– Привет, Хантер.
– Я тебя разбудил?
– Нет, у нас семь утра. Мы уже работаем с юристами в Париже. Потрясающее приобретение, Хантер, просто потрясающее. Ты чудо.
– Ты правда так думаешь?
– Все так думают, – сказала Джейд.
Веки Хантера сомкнулись, накатило забытье, но он предпринял последнюю отчаянную попытку.
– Записывай… – выдохнул он, с усилием приоткрыв глаза. – Пространство, время… что это? Пространство… и еще движение. И поля – они между пространством и временем? В смысле…
– Хантер?
– Есть ли что-то твердое? – прошептал он.
– Хантер, я все записала, очень интересные мысли, но тебе пора отдохнуть. Ты слишком много работаешь.
– Отдохнуть, – повторил Хантер. – В покое… или в движении. Да, Джейд, запиши меня в «Нуова Вита» и зарезервируй первую неделю мая для вечеринки «Дигитас» в «Ярком солнце»[16].
– Отлично, а после этого как раз в Канны, – сказала Джейд. – Хантер? Алло? Хантер! Не забудь выключить телефон!

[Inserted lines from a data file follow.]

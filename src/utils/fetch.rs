// Copyright (c) 2025 Steve Wagner (ciroque@live.com)
// SPDX-License-Identifier: MIT

//! Remote content retrieval over HTTP.
//!
//! The body is returned as text whatever the response status; callers that
//! care about the status should look at the logs or use their own client.

use async_trait::async_trait;
use std::time::{Duration, Instant};
use tracing::Instrument;

use crate::config::consts::DEFAULT_FETCH_TIMEOUT_SECS;
use crate::errors::FetchError;
use crate::observability::messages::{fetch::*, StructuredLog};

/// Source of remote text content.
#[async_trait]
pub trait ContentFetcher: Send + Sync {
    async fn fetch(&self, url: &str) -> Result<String, FetchError>;
}

/// `ContentFetcher` backed by a reusable `reqwest` client.
pub struct HttpFetcher {
    client: reqwest::Client,
}

impl HttpFetcher {
    pub fn new(timeout: Duration) -> Result<Self, FetchError> {
        let client = reqwest::Client::builder()
            .timeout(timeout)
            .build()
            .map_err(FetchError::Client)?;
        Ok(Self { client })
    }

    pub fn with_client(client: reqwest::Client) -> Self {
        Self { client }
    }
}

#[async_trait]
impl ContentFetcher for HttpFetcher {
    async fn fetch(&self, url: &str) -> Result<String, FetchError> {
        let start_msg = FetchStarted { url };
        let span = start_msg.span("fetch_url");
        start_msg.log();

        let start_time = Instant::now();

        let result = async {
            let response = self
                .client
                .get(url)
                .send()
                .await
                .map_err(|source| FetchError::Request {
                    url: url.to_string(),
                    source,
                })?;

            let status = response.status().as_u16();
            let body = response.text().await.map_err(|source| FetchError::Body {
                url: url.to_string(),
                source,
            })?;

            Ok::<_, FetchError>((status, body))
        }
        .instrument(span)
        .await;

        match result {
            Ok((status, body)) => {
                FetchCompleted {
                    url,
                    status,
                    body_size: body.len(),
                    duration: start_time.elapsed(),
                }
                .log();
                Ok(body)
            }
            Err(error) => {
                FetchFailed { url, error: &error }.log();
                Err(error)
            }
        }
    }
}

/// Fetch `url` with a default client and timeout.
pub async fn fetch_url(url: &str) -> Result<String, FetchError> {
    HttpFetcher::new(Duration::from_secs(DEFAULT_FETCH_TIMEOUT_SECS))?
        .fetch(url)
        .await
}

#[cfg(test)]
mod tests {
    use super::*;
    use tokio::io::{AsyncReadExt, AsyncWriteExt};
    use tokio::net::TcpListener;

    /// Serve a single canned HTTP response and return the URL to request.
    async fn serve_once(status_line: &'static str, body: &'static str) -> String {
        let listener = TcpListener::bind("127.0.0.1:0").await.unwrap();
        let addr = listener.local_addr().unwrap();

        tokio::spawn(async move {
            let (mut socket, _) = listener.accept().await.unwrap();
            let mut buf = [0u8; 4096];
            let _ = socket.read(&mut buf).await;

            let response = format!(
                "{}\r\nContent-Type: text/plain\r\nContent-Length: {}\r\nConnection: close\r\n\r\n{}",
                status_line,
                body.len(),
                body
            );
            socket.write_all(response.as_bytes()).await.unwrap();
            let _ = socket.shutdown().await;
        });

        format!("http://{}/page", addr)
    }

    fn local_fetcher() -> HttpFetcher {
        let client = reqwest::Client::builder()
            .no_proxy()
            .timeout(Duration::from_secs(5))
            .build()
            .unwrap();
        HttpFetcher::with_client(client)
    }

    #[tokio::test]
    async fn test_fetch_returns_body() {
        let url = serve_once("HTTP/1.1 200 OK", "hello world").await;

        let body = local_fetcher().fetch(&url).await.unwrap();
        assert_eq!(body, "hello world");
    }

    #[tokio::test]
    async fn test_fetch_returns_body_for_error_status() {
        let url = serve_once("HTTP/1.1 404 Not Found", "missing").await;

        let body = local_fetcher().fetch(&url).await.unwrap();
        assert_eq!(body, "missing");
    }

    #[tokio::test]
    async fn test_fetch_invalid_url() {
        let result = local_fetcher().fetch("not a url").await;

        match result {
            Err(FetchError::Request { url, .. }) => assert_eq!(url, "not a url"),
            other => panic!("expected request error, got {:?}", other),
        }
    }

    #[tokio::test]
    async fn test_fetch_connection_refused() {
        let listener = TcpListener::bind("127.0.0.1:0").await.unwrap();
        let addr = listener.local_addr().unwrap();
        drop(listener);

        let result = local_fetcher().fetch(&format!("http://{}/", addr)).await;
        assert!(matches!(result, Err(FetchError::Request { .. })));
    }

    #[test]
    fn test_http_fetcher_builds_with_timeout() {
        assert!(HttpFetcher::new(Duration::from_secs(1)).is_ok());
    }
}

– А, да, спасибо, – вздохнул Хантер и очень вовремя нажал отбой.
12
Оливия нарезала овощи для супа, который Фрэнсис собирался готовить на обед. В их сотрудничестве наметился четкий ритм, после того как Оливия привыкла к дому, больше не искала дуршлаг или перечницу и не спрашивала, где взять дрова, когда корзина у камина пустела. Она тщетно пыталась сосредоточиться на моркови под ножом, потому что все время вспоминала, как провела выходные в Лондоне, помогая Люси пройти «пункционную биопсию». Сейчас Люси спала на диване в гостиной, избавляясь от послеоперационной мути обезболивающих и наркоза. Оливию преследовали воспоминания о вчерашнем возвращении из больницы и о том, как Люси терзали безостановочные судороги, вызванные мельканием солнца за окном автомобиля. Пришлось даже останавливаться в тенечке, чтобы дать ей прийти в себя. Остаток пути Люси провела, зажав глаза ладонями, чтобы не видеть солнечных лучей. Фрэнсис встретил их на пороге коттеджа и, к тайному недовольству Оливии, заключил Люси в довольно продолжительные объятия, а потом отправил ее прямиком в постель, чтобы она оправилась от изнеможения, вызванного судорогами.
Подготовка к операции началась в пятницу после обеда. Оливия с Люси ждали в сумрачной больничной палате, выходящей окнами на кирпичную стену. Украшала палату художественная черно-белая фотография фонаря в больничном скверике, очевидно компенсируя отсутствие окна, выходящего на этот самый скверик, как в палате напротив.
– Мне в черепе просверлят маленькую дырочку и иглой возьмут пробу, – сказала Люси, распаковывая пижаму и мягкую пуховую подушку, принесенную из дома. – Риск смертельного исхода при этой процедуре менее одного процента, а мистер Макьюэн – опытный хирург и умеет обращаться с дрелью. А еще…
Тревога Люси выплескивалась через край, и остановил ее только стук в дверь. Вошел дружелюбный медбрат-филиппинец, надел на запястье Люси пластмассовый браслетик с именем и попросил вымыть голову, перед тем как ее обреют.
– Мне обреют голову? – уточнила Люси.
– Да, доктор все объяснит, – сказал медбрат и вручил ей флакон ярко-красного дезинфицирующего средства «Гибискраб».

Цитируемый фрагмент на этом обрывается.